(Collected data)
----------
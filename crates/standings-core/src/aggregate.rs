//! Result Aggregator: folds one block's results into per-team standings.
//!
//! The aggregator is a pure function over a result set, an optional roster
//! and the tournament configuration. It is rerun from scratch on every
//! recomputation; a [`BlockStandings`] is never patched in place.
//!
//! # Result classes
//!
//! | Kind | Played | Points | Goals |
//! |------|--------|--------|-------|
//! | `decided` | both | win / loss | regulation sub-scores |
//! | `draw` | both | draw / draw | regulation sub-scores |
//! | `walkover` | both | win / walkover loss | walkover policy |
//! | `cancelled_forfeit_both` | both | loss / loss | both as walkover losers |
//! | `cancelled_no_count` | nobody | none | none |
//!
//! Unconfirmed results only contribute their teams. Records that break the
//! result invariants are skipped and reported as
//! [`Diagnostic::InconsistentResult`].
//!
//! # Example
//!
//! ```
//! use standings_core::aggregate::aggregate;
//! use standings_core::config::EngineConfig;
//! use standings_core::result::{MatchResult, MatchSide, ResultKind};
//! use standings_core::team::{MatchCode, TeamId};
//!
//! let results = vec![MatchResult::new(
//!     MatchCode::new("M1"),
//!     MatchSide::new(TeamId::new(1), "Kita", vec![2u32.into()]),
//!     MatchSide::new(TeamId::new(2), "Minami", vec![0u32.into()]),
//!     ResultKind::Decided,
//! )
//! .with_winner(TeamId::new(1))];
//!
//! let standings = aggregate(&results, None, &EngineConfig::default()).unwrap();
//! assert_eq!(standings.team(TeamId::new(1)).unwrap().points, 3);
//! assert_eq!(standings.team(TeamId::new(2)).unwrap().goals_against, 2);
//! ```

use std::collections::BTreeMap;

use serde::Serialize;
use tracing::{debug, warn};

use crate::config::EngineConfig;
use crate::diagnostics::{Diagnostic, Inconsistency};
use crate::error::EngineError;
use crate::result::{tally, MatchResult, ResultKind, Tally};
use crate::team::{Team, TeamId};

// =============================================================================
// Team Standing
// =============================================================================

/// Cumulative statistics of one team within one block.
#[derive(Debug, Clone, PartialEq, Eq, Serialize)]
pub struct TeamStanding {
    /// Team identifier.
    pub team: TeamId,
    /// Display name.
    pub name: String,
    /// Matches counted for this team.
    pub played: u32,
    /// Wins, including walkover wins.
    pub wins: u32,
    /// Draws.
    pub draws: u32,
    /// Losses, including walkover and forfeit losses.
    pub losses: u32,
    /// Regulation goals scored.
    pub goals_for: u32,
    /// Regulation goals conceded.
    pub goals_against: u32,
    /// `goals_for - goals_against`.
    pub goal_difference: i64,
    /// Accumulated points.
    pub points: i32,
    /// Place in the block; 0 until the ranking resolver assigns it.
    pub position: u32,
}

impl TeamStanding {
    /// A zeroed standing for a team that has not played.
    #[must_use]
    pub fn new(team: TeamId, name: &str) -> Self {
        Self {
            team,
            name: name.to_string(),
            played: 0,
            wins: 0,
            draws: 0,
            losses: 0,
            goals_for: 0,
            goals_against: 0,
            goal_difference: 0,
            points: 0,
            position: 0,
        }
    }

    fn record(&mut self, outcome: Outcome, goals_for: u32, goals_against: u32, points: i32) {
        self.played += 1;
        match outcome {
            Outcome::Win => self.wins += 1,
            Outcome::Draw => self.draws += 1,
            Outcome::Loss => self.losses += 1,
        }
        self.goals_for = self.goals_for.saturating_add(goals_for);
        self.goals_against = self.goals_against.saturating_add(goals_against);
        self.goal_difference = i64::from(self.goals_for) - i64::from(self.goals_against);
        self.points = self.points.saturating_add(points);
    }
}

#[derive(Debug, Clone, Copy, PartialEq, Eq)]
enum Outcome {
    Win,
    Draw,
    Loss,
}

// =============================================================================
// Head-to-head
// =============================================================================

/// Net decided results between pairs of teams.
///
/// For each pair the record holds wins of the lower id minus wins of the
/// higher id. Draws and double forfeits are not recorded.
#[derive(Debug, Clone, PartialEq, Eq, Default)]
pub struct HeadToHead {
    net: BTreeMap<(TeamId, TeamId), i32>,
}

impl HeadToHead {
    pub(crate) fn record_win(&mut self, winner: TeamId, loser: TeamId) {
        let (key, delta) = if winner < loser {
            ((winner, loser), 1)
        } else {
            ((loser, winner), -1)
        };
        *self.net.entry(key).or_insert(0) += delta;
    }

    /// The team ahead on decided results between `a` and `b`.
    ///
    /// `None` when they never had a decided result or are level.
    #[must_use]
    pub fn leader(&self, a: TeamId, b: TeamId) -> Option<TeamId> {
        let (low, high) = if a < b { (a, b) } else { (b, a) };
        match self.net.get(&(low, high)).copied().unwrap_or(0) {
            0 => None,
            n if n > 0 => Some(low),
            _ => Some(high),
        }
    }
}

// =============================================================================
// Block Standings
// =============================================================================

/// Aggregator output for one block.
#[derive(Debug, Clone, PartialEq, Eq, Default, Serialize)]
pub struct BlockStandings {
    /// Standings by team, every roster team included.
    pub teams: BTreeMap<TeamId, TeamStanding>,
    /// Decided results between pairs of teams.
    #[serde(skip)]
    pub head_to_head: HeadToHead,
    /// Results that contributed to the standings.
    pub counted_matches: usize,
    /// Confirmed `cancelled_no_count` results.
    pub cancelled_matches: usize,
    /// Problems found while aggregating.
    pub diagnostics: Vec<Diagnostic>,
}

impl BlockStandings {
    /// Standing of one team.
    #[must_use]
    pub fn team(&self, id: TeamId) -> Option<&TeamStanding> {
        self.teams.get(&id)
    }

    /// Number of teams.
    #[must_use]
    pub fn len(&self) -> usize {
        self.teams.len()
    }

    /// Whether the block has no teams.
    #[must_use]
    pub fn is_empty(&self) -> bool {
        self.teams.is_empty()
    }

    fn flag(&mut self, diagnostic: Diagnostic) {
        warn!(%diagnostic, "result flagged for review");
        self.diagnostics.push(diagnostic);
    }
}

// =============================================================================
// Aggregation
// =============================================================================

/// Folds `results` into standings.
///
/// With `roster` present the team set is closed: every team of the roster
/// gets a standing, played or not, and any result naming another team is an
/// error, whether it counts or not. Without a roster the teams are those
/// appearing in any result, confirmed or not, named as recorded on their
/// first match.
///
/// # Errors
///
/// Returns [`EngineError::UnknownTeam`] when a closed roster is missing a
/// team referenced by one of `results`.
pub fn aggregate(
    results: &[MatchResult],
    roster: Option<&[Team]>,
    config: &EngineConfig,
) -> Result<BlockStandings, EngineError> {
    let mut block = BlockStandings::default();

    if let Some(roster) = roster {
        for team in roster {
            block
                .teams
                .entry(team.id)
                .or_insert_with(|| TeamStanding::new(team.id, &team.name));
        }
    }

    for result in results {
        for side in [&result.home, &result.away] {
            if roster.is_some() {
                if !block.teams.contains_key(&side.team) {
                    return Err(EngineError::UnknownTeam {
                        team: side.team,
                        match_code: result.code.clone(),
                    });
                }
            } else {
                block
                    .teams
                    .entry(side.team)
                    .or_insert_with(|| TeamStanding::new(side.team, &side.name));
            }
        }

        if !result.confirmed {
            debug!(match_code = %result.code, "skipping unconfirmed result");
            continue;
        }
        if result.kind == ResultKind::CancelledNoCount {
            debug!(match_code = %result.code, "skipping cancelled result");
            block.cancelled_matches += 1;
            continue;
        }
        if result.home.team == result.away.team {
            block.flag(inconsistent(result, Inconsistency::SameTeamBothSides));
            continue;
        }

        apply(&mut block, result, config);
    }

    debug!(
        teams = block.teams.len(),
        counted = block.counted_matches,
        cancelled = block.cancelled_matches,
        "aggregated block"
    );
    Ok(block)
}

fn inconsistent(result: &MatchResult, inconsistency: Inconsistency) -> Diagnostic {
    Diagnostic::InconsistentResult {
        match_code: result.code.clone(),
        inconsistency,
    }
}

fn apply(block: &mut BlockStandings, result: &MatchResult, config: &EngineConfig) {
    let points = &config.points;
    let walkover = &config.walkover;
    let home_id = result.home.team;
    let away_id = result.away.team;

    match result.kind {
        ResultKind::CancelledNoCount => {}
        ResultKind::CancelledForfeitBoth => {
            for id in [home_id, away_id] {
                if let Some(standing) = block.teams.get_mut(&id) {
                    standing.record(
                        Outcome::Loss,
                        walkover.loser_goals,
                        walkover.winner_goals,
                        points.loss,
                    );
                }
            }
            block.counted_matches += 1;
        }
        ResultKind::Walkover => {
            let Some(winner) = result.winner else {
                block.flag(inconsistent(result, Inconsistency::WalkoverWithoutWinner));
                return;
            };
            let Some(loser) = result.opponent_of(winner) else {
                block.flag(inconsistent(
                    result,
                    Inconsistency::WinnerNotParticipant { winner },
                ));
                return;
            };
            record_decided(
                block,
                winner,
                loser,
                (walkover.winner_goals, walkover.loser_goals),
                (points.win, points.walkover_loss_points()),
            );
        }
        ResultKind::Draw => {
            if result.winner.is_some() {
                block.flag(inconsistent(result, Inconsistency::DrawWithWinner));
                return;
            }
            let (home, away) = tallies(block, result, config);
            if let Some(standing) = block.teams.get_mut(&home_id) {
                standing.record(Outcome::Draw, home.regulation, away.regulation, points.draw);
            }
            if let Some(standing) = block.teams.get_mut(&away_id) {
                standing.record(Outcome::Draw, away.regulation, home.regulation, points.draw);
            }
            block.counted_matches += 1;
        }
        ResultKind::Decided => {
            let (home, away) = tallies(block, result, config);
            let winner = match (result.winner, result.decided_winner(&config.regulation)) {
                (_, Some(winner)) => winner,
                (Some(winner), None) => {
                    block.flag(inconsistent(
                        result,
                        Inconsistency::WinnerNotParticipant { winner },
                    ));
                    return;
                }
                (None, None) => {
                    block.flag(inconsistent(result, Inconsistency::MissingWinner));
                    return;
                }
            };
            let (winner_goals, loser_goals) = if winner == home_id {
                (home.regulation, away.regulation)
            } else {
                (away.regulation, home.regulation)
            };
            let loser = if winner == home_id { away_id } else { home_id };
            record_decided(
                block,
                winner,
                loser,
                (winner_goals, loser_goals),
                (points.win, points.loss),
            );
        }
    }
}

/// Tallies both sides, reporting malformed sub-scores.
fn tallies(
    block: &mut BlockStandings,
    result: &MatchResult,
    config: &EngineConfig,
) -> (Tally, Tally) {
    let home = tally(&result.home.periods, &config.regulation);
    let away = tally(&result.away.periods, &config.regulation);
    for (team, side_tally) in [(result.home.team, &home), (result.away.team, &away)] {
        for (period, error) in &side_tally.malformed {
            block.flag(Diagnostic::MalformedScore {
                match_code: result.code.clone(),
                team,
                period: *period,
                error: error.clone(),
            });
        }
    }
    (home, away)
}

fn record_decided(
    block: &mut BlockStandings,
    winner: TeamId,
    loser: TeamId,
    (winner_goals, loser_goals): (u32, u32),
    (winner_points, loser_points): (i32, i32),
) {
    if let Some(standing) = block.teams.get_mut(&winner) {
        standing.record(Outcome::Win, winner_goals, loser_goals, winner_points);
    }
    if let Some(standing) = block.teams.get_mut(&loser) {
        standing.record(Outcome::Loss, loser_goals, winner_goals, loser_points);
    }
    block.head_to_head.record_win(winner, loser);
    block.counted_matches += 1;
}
----------
_Activity:_ Wherever a line of the data above contains "never", copy that line.

_Answer for this exercise:_
//! recomputation; a [`BlockStandings`] is never patched in place.
    /// `None` when they never had a decided result or are level.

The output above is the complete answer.